▼▼▼

#[cfg(test)]
mod tests {
    use super::*;
    use crate::collector::types::{RotationRate, Vec3};
    use crate::export::FileExporter;

    fn raw(ts: u64, x: f64, y: f64, z: f64) -> RawSample {
        RawSample {
            timestamp: ts,
            gravity: Some(Vec3::new(x, y, z)),
            rotation: RotationRate::default(),
        }
    }

    fn small_session() -> Session {
        Session::new(SessionConfig {
            window_size: 4,
            export_capacity: 8,
            ..SessionConfig::default()
        })
    }

    /// Sink that always fails, for retry behavior.
    struct BrokenSink;

    impl RecordingSink for BrokenSink {
        fn export(&mut self, _: &RecordingDocument) -> Result<PathBuf, ExportError> {
            Err(ExportError::Io("disk full".to_string()))
        }
    }

    /// Sink that remembers the last document instead of writing it.
    #[derive(Default)]
    struct CaptureSink {
        last: Option<RecordingDocument>,
    }

    impl RecordingSink for CaptureSink {
        fn export(&mut self, doc: &RecordingDocument) -> Result<PathBuf, ExportError> {
            self.last = Some(doc.clone());
            Ok(PathBuf::from("captured.json"))
        }
    }

    #[test]
    fn test_ingest_requires_measuring() {
        let mut session = small_session();
        let err = session.ingest(raw(0, 0.0, 9.5, 0.5)).unwrap_err();
        assert!(matches!(err, SessionError::NotMeasuring));
    }

    #[test]
    fn test_start_twice_is_rejected() {
        let mut session = small_session();
        session.start_measuring(0).unwrap();
        assert!(matches!(
            session.start_measuring(10),
            Err(SessionError::AlreadyMeasuring)
        ));
    }

    #[test]
    fn test_stop_twice_is_a_noop_second_time() {
        let mut session = small_session();
        session.start_measuring(0).unwrap();
        for i in 1..=5 {
            session.ingest(raw(i * 1000, 0.0, 9.5, 0.5)).unwrap();
        }
        session.stop_measuring().unwrap();

        let sitting = session.sitting_seconds();
        let standing = session.standing_seconds();

        assert!(matches!(
            session.stop_measuring(),
            Err(SessionError::NotMeasuring)
        ));
        assert_eq!(session.sitting_seconds(), sitting);
        assert_eq!(session.standing_seconds(), standing);
    }

    #[test]
    fn test_malformed_sample_mutates_nothing() {
        let mut session = small_session();
        session.start_measuring(0).unwrap();
        session.ingest(raw(1000, 0.0, 9.5, 0.5)).unwrap();

        let sitting = session.sitting_seconds();
        let err = session
            .ingest(RawSample {
                timestamp: 2000,
                gravity: None,
                rotation: RotationRate::default(),
            })
            .unwrap_err();

        assert!(matches!(err, SessionError::MalformedSample { timestamp: 2000 }));
        assert_eq!(session.sitting_seconds(), sitting);
        assert_eq!(session.stats().malformed_dropped, 1);
        // The dropped sample must not advance last_update either: the next
        // good sample carries the whole interval.
        session.ingest(raw(3000, 0.0, 9.5, 0.5)).unwrap();
        assert!((session.sitting_seconds() - 3.0).abs() < 1e-9);
    }

    #[test]
    fn test_accumulators_cover_full_elapsed_time() {
        let mut session = Session::new(SessionConfig {
            window_size: 20,
            ..SessionConfig::default()
        });
        session.start_measuring(0).unwrap();

        // Alternate still/upright and still/flat stretches.
        for i in 1..=120u64 {
            let (y, z) = if (i / 30) % 2 == 0 { (9.5, 0.5) } else { (0.5, 9.7) };
            session.ingest(raw(i * 500, 0.0, y, z)).unwrap();
        }

        let total = session.sitting_seconds() + session.standing_seconds();
        assert!((total - session.elapsed_seconds()).abs() < 1e-6);
    }

    #[test]
    fn test_attribution_lags_by_one_tick() {
        let mut session = Session::new(SessionConfig {
            window_size: 1,
            ..SessionConfig::default()
        });
        session.start_measuring(0).unwrap();

        // First sample classifies as standing, but its delta was accrued
        // while no posture was committed, so it lands on sitting.
        session.ingest(raw(1000, 0.0, 9.5, 0.5)).unwrap();
        assert!((session.sitting_seconds() - 1.0).abs() < 1e-9);
        assert_eq!(session.standing_seconds(), 0.0);

        // Second sample classifies as sitting; its delta still lands on
        // the previously committed standing label.
        session.ingest(raw(2000, 0.3, 0.4, 9.7)).unwrap();
        assert!((session.standing_seconds() - 1.0).abs() < 1e-9);
    }

    #[test]
    fn test_export_buffer_is_bounded_fifo() {
        let mut session = small_session();
        session.start_measuring(0).unwrap();
        session.start_recording(Some("test".to_string()));

        for i in 0..12u64 {
            session.ingest(raw(i * 100, i as f64, 9.5, 0.5)).unwrap();
        }
        assert_eq!(session.export_buffer_len(), 8);

        let mut sink = CaptureSink::default();
        session.stop_recording(&mut sink).unwrap();
        let doc = sink.last.unwrap();

        // 12 pushed, cap 8: the first retained sample is the 4th pushed.
        assert_eq!(doc.data.len(), 8);
        assert_eq!(doc.data[0].gravity.x, 4.0);
        assert_eq!(doc.data[7].gravity.x, 11.0);
    }

    #[test]
    fn test_stop_recording_with_empty_buffer_exports_nothing() {
        let mut session = small_session();
        session.start_recording(None);

        let dir = tempfile::tempdir().unwrap();
        let mut exporter = FileExporter::new(dir.path());
        let result = session.stop_recording(&mut exporter).unwrap();

        assert!(result.is_none());
        assert!(!session.is_recording());
        assert_eq!(std::fs::read_dir(dir.path()).unwrap().count(), 0);
    }

    #[test]
    fn test_failed_export_keeps_buffer_for_retry() {
        let mut session = small_session();
        session.start_measuring(0).unwrap();
        session.start_recording(Some("retry".to_string()));
        session.ingest(raw(100, 0.0, 9.5, 0.5)).unwrap();

        let mut broken = BrokenSink;
        let err = session.stop_recording(&mut broken).unwrap_err();
        assert!(matches!(err, SessionError::Export(_)));
        assert!(session.is_recording());
        assert_eq!(session.export_buffer_len(), 1);

        let mut sink = CaptureSink::default();
        let path = session.stop_recording(&mut sink).unwrap();
        assert!(path.is_some());
        assert!(!session.is_recording());
        assert_eq!(session.stats().recordings_exported, 1);
    }

    #[test]
    fn test_restarting_recording_clears_buffer() {
        let mut session = small_session();
        session.start_measuring(0).unwrap();
        session.start_recording(Some("first".to_string()));
        session.ingest(raw(100, 0.0, 9.5, 0.5)).unwrap();
        assert_eq!(session.export_buffer_len(), 1);

        session.start_recording(Some("second".to_string()));
        assert_eq!(session.export_buffer_len(), 0);
    }

    #[test]
    fn test_document_carries_labels_and_location() {
        let mut session = Session::new(SessionConfig {
            window_size: 1,
            location: "Büro".to_string(),
            ..SessionConfig::default()
        });
        session.start_measuring(0).unwrap();
        session.start_recording(Some("stehend_still".to_string()));
        session.ingest(raw(100, 0.0, 9.5, 0.5)).unwrap();

        let mut sink = CaptureSink::default();
        session.stop_recording(&mut sink).unwrap();
        let doc = sink.last.unwrap();

        assert_eq!(doc.detected_position, "Stehend");
        assert_eq!(doc.actual_position.as_deref(), Some("stehend_still"));
        assert_eq!(doc.location, "Büro");
    }

    #[test]
    fn test_restart_resets_accumulators() {
        let mut session = small_session();
        session.start_measuring(0).unwrap();
        for i in 1..=5 {
            session.ingest(raw(i * 1000, 0.0, 9.5, 0.5)).unwrap();
        }
        session.stop_measuring().unwrap();
        assert!(session.sitting_seconds() + session.standing_seconds() > 0.0);

        session.start_measuring(10_000).unwrap();
        assert_eq!(session.sitting_seconds(), 0.0);
        assert_eq!(session.standing_seconds(), 0.0);
        assert_eq!(session.current_posture(), "Sitzend");
    }

    #[test]
    fn test_format_mm_ss() {
        assert_eq!(format_mm_ss(0.0), "00:00");
        assert_eq!(format_mm_ss(59.9), "00:59");
        assert_eq!(format_mm_ss(125.0), "02:05");
        assert_eq!(format_mm_ss(3600.0), "60:00");
    }
}
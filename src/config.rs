//! Configuration for the sitstand sensor agent.

use crate::core::session::SessionConfig;
use serde::{Deserialize, Serialize};
use std::path::PathBuf;

/// Main configuration for the agent.
#[derive(Debug, Clone, Serialize, Deserialize)]
pub struct Config {
    /// Window size, buffer cap, location tag and classifier thresholds
    pub session: SessionConfig,

    /// Directory recording documents are written to
    pub export_path: PathBuf,

    /// Directory for the activity history and other agent state
    pub data_path: PathBuf,
}

impl Default for Config {
    fn default() -> Self {
        let data_dir = dirs::data_local_dir()
            .unwrap_or_else(|| PathBuf::from("."))
            .join("sitstand-sensor-agent");

        Self {
            session: SessionConfig::default(),
            export_path: data_dir.join("recordings"),
            data_path: data_dir,
        }
    }
}

impl Config {
    /// Load configuration from the default location.
    pub fn load() -> Result<Self, ConfigError> {
        let config_path = Self::config_path();

        if config_path.exists() {
            let content = std::fs::read_to_string(&config_path)
                .map_err(|e| ConfigError::IoError(e.to_string()))?;
            let config: Config = serde_json::from_str(&content)
                .map_err(|e| ConfigError::ParseError(e.to_string()))?;
            Ok(config)
        } else {
            Ok(Self::default())
        }
    }

    /// Save configuration to the default location.
    pub fn save(&self) -> Result<(), ConfigError> {
        let config_path = Self::config_path();

        // Ensure parent directory exists
        if let Some(parent) = config_path.parent() {
            std::fs::create_dir_all(parent).map_err(|e| ConfigError::IoError(e.to_string()))?;
        }

        let content = serde_json::to_string_pretty(self)
            .map_err(|e| ConfigError::SerializeError(e.to_string()))?;

        std::fs::write(&config_path, content).map_err(|e| ConfigError::IoError(e.to_string()))?;

        Ok(())
    }

    /// Get the path to the configuration file.
    pub fn config_path() -> PathBuf {
        dirs::config_dir()
            .unwrap_or_else(|| PathBuf::from("."))
            .join("sitstand-sensor-agent")
            .join("config.json")
    }

    /// Path of the persisted activity history.
    pub fn history_path(&self) -> PathBuf {
        self.data_path.join("history.json")
    }

    /// Ensure all required directories exist.
    pub fn ensure_directories(&self) -> Result<(), ConfigError> {
        std::fs::create_dir_all(&self.export_path)
            .map_err(|e| ConfigError::IoError(e.to_string()))?;
        std::fs::create_dir_all(&self.data_path)
            .map_err(|e| ConfigError::IoError(e.to_string()))?;
        Ok(())
    }
}

/// Configuration errors.
#[derive(Debug)]
pub enum ConfigError {
    IoError(String),
    ParseError(String),
    SerializeError(String),
}

impl std::fmt::Display for ConfigError {
    fn fmt(&self, f: &mut std::fmt::Formatter<'_>) -> std::fmt::Result {
        match self {
            ConfigError::IoError(e) => write!(f, "IO error: {e}"),
            ConfigError::ParseError(e) => write!(f, "Parse error: {e}"),
            ConfigError::SerializeError(e) => write!(f, "Serialize error: {e}"),
        }
    }
}

impl std::error::Error for ConfigError {}

#[cfg(test)]
mod tests {
    use super::*;
    use crate::core::classifier::SecondaryAxis;
    use crate::core::session::DEFAULT_EXPORT_CAPACITY;
    use crate::core::window::DEFAULT_WINDOW_SIZE;

    #[test]
    fn test_default_config() {
        let config = Config::default();
        assert_eq!(config.session.window_size, DEFAULT_WINDOW_SIZE);
        assert_eq!(config.session.export_capacity, DEFAULT_EXPORT_CAPACITY);
        assert_eq!(config.session.classifier.motion_threshold, 0.1);
        assert_eq!(config.session.classifier.vertical_threshold, 8.5);
        assert_eq!(config.session.classifier.secondary_axis, SecondaryAxis::Z);
    }

    #[test]
    fn test_config_roundtrip() {
        let mut config = Config::default();
        config.session.location = "Labor".to_string();
        config.session.classifier.vertical_threshold = 6.0;

        let json = serde_json::to_string(&config).unwrap();
        let parsed: Config = serde_json::from_str(&json).unwrap();
        assert_eq!(parsed.session.location, "Labor");
        assert_eq!(parsed.session.classifier.vertical_threshold, 6.0);
    }
}
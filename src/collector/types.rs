//! Sample types delivered by the sensor producers.
//!
//! The wire format mirrors what handheld devices emit: acceleration
//! including gravity in m/s² and rotation rate in °/s. Rotation is
//! frequently unavailable and defaults to zero; a missing gravity vector
//! makes a sample unusable for classification.

use serde::{Deserialize, Serialize};

/// A three-axis acceleration reading (m/s², gravity included).
#[derive(Debug, Clone, Copy, PartialEq, Default, Serialize, Deserialize)]
pub struct Vec3 {
    pub x: f64,
    pub y: f64,
    pub z: f64,
}

impl Vec3 {
    pub fn new(x: f64, y: f64, z: f64) -> Self {
        Self { x, y, z }
    }
}

/// Rotation rate around the three device axes (°/s).
///
/// Each component defaults to 0.0 when the device does not report it.
#[derive(Debug, Clone, Copy, PartialEq, Default, Serialize, Deserialize)]
pub struct RotationRate {
    #[serde(default)]
    pub alpha: f64,
    #[serde(default)]
    pub beta: f64,
    #[serde(default)]
    pub gamma: f64,
}

/// A sample as it arrives on the wire, before validation.
///
/// Old recordings carry extra fields (`acceleration`, `isStanding`) which
/// are ignored on deserialization. The gravity vector may be absent when
/// the device sensor dropped out mid-stream.
#[derive(Debug, Clone, Serialize, Deserialize)]
pub struct RawSample {
    /// Monotonic timestamp in milliseconds
    pub timestamp: u64,
    /// Acceleration including gravity, if the sensor delivered one
    pub gravity: Option<Vec3>,
    /// Rotation rate, zeroed when unavailable
    #[serde(default)]
    pub rotation: RotationRate,
}

/// A validated sensor sample. Immutable once constructed.
#[derive(Debug, Clone, Copy, PartialEq, Serialize, Deserialize)]
pub struct SensorSample {
    /// Monotonic timestamp in milliseconds
    pub timestamp: u64,
    /// Acceleration including gravity (m/s²)
    pub gravity: Vec3,
    /// Rotation rate (°/s)
    pub rotation: RotationRate,
}

impl SensorSample {
    pub fn new(timestamp: u64, gravity: Vec3) -> Self {
        Self {
            timestamp,
            gravity,
            rotation: RotationRate::default(),
        }
    }
}

/// A raw sample without a gravity vector cannot be classified.
#[derive(Debug, Clone, Copy)]
pub struct MalformedSample {
    /// Timestamp of the rejected sample, for the warning message
    pub timestamp: u64,
}

impl std::fmt::Display for MalformedSample {
    fn fmt(&self, f: &mut std::fmt::Formatter<'_>) -> std::fmt::Result {
        write!(
            f,
            "sample at {}ms has no gravity vector and was dropped",
            self.timestamp
        )
    }
}

impl std::error::Error for MalformedSample {}

impl TryFrom<RawSample> for SensorSample {
    type Error = MalformedSample;

    fn try_from(raw: RawSample) -> Result<Self, Self::Error> {
        match raw.gravity {
            Some(gravity) => Ok(SensorSample {
                timestamp: raw.timestamp,
                gravity,
                rotation: raw.rotation,
            }),
            None => Err(MalformedSample {
                timestamp: raw.timestamp,
            }),
        }
    }
}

▲▲▲

## What to produce
Out of the entries above, write out only the lines between the line holding "pub fn save(&self)" and the line holding "std::fs::create_dir_all(&self.data_path)", inclusive, each exactly as given.

## Written response
    pub fn save(&self) -> Result<(), ConfigError> {
        let config_path = Self::config_path();

        // Ensure parent directory exists
        if let Some(parent) = config_path.parent() {
            std::fs::create_dir_all(parent).map_err(|e| ConfigError::IoError(e.to_string()))?;
        }

        let content = serde_json::to_string_pretty(self)
            .map_err(|e| ConfigError::SerializeError(e.to_string()))?;

        std::fs::write(&config_path, content).map_err(|e| ConfigError::IoError(e.to_string()))?;

        Ok(())
    }

    /// Get the path to the configuration file.
    pub fn config_path() -> PathBuf {
        dirs::config_dir()
            .unwrap_or_else(|| PathBuf::from("."))
            .join("sitstand-sensor-agent")
            .join("config.json")
    }

    /// Path of the persisted activity history.
    pub fn history_path(&self) -> PathBuf {
        self.data_path.join("history.json")
    }

    /// Ensure all required directories exist.
    pub fn ensure_directories(&self) -> Result<(), ConfigError> {
        std::fs::create_dir_all(&self.export_path)
            .map_err(|e| ConfigError::IoError(e.to_string()))?;
        std::fs::create_dir_all(&self.data_path)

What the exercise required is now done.